**Prompt**
Beginning with the line containing "pub fn as_bytes(&self)" and ending with the last line of the entries below, copy each line exactly and nothing else.
________________
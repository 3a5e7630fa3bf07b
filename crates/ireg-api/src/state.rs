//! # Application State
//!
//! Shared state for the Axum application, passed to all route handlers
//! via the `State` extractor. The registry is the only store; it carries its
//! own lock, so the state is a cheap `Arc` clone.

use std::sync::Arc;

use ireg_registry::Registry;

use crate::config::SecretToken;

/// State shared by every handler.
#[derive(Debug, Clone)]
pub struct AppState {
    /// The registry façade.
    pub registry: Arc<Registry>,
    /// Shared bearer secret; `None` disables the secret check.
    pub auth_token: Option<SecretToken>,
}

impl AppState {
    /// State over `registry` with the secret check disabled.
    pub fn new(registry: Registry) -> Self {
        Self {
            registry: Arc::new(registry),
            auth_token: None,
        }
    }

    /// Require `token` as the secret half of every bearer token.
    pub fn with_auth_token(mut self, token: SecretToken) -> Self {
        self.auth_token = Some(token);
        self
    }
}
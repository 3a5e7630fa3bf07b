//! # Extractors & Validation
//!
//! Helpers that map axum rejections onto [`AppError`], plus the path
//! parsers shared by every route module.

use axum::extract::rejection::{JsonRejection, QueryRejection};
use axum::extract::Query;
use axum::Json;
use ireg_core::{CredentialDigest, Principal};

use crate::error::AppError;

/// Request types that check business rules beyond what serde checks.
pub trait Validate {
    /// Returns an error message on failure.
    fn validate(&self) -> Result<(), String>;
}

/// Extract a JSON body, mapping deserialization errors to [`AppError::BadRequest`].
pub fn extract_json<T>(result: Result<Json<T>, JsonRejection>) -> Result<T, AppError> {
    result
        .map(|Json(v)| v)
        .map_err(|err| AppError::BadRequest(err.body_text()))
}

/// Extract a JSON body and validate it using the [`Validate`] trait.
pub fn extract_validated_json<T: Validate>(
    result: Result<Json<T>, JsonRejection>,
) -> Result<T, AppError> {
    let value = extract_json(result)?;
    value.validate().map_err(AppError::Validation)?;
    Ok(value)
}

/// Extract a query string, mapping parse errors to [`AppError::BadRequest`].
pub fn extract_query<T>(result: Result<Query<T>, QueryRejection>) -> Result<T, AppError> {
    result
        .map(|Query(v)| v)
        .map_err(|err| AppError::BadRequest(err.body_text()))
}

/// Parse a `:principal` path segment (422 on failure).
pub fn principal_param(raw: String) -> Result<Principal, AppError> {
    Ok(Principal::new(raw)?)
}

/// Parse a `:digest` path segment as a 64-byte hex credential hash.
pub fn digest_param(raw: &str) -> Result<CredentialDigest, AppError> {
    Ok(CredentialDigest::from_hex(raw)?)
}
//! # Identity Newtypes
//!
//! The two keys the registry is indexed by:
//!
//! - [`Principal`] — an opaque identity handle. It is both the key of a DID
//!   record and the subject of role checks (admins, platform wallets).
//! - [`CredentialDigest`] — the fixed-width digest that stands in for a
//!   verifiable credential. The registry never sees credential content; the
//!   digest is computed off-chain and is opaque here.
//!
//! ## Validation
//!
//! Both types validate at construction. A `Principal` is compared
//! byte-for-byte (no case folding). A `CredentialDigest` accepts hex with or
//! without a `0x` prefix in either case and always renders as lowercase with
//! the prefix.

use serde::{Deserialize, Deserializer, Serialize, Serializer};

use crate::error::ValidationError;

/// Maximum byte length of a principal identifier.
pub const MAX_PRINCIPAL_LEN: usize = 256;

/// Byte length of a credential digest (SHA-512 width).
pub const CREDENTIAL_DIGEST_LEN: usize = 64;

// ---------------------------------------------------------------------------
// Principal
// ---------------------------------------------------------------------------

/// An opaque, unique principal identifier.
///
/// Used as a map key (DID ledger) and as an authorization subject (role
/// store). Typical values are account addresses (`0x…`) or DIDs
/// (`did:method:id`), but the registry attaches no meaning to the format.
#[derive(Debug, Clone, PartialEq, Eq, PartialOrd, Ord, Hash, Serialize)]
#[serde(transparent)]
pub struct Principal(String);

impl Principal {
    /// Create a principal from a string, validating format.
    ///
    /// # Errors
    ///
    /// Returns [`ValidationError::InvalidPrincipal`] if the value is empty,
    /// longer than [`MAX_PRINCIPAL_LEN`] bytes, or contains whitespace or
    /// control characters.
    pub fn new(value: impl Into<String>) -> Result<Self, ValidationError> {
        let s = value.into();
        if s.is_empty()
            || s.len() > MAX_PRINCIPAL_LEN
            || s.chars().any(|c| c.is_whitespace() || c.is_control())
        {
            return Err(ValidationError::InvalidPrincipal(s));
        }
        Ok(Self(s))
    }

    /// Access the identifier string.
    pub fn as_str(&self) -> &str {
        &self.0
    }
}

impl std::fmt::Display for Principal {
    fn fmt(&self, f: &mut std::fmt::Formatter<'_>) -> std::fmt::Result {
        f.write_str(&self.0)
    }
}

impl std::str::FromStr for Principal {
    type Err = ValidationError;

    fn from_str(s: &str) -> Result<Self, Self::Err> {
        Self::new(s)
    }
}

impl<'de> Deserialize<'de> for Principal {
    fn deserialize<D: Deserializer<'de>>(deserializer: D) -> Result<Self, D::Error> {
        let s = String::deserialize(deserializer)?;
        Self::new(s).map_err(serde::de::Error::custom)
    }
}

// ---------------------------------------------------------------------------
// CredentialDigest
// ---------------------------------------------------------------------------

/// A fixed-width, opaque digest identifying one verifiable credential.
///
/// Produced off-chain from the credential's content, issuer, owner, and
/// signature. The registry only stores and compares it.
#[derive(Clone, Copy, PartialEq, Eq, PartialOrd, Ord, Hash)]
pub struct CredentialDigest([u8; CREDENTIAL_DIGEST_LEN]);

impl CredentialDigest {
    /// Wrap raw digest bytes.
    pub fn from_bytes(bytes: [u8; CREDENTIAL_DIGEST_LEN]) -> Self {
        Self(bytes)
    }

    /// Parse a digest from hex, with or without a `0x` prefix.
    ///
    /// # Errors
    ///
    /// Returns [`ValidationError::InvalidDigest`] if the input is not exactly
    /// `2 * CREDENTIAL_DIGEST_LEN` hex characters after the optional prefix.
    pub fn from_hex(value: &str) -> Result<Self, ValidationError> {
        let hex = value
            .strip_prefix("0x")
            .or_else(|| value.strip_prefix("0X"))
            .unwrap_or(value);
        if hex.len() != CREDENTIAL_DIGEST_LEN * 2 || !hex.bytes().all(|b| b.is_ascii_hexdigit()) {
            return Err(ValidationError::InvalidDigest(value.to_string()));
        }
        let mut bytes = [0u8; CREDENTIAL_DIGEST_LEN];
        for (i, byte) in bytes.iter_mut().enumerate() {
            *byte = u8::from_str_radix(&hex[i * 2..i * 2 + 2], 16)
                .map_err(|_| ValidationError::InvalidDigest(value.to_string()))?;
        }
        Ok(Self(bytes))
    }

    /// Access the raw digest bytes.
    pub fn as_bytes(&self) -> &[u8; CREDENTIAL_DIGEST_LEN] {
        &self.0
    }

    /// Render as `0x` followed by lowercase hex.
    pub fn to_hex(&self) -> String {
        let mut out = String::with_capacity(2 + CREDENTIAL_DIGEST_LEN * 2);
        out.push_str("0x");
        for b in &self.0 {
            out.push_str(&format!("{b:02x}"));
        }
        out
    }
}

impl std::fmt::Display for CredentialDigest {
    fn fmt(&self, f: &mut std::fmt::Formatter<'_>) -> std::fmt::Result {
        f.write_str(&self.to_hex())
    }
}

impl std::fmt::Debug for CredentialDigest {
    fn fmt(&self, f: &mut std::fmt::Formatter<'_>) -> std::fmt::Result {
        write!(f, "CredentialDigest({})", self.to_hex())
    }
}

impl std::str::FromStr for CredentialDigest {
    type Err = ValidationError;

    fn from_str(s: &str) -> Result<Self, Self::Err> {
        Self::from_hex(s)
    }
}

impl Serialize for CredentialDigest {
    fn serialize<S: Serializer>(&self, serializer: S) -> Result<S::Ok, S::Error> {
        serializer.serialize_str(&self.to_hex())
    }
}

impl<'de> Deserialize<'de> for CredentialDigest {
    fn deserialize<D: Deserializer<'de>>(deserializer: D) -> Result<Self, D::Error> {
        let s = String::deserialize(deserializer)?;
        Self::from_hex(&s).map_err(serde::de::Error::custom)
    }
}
________________
**Response area**
    pub fn as_bytes(&self) -> &[u8; CREDENTIAL_DIGEST_LEN] {
        &self.0
    }

    /// Render as `0x` followed by lowercase hex.
    pub fn to_hex(&self) -> String {
        let mut out = String::with_capacity(2 + CREDENTIAL_DIGEST_LEN * 2);
        out.push_str("0x");
        for b in &self.0 {
            out.push_str(&format!("{b:02x}"));
        }
        out
    }
}

impl std::fmt::Display for CredentialDigest {
    fn fmt(&self, f: &mut std::fmt::Formatter<'_>) -> std::fmt::Result {
        f.write_str(&self.to_hex())
    }
}

impl std::fmt::Debug for CredentialDigest {
    fn fmt(&self, f: &mut std::fmt::Formatter<'_>) -> std::fmt::Result {
        write!(f, "CredentialDigest({})", self.to_hex())
    }
}

impl std::str::FromStr for CredentialDigest {
    type Err = ValidationError;

    fn from_str(s: &str) -> Result<Self, Self::Err> {
        Self::from_hex(s)
    }
}

impl Serialize for CredentialDigest {
    fn serialize<S: Serializer>(&self, serializer: S) -> Result<S::Ok, S::Error> {
        serializer.serialize_str(&self.to_hex())
    }
}

impl<'de> Deserialize<'de> for CredentialDigest {
    fn deserialize<D: Deserializer<'de>>(deserializer: D) -> Result<Self, D::Error> {
        let s = String::deserialize(deserializer)?;
        Self::from_hex(&s).map_err(serde::de::Error::custom)
    }
}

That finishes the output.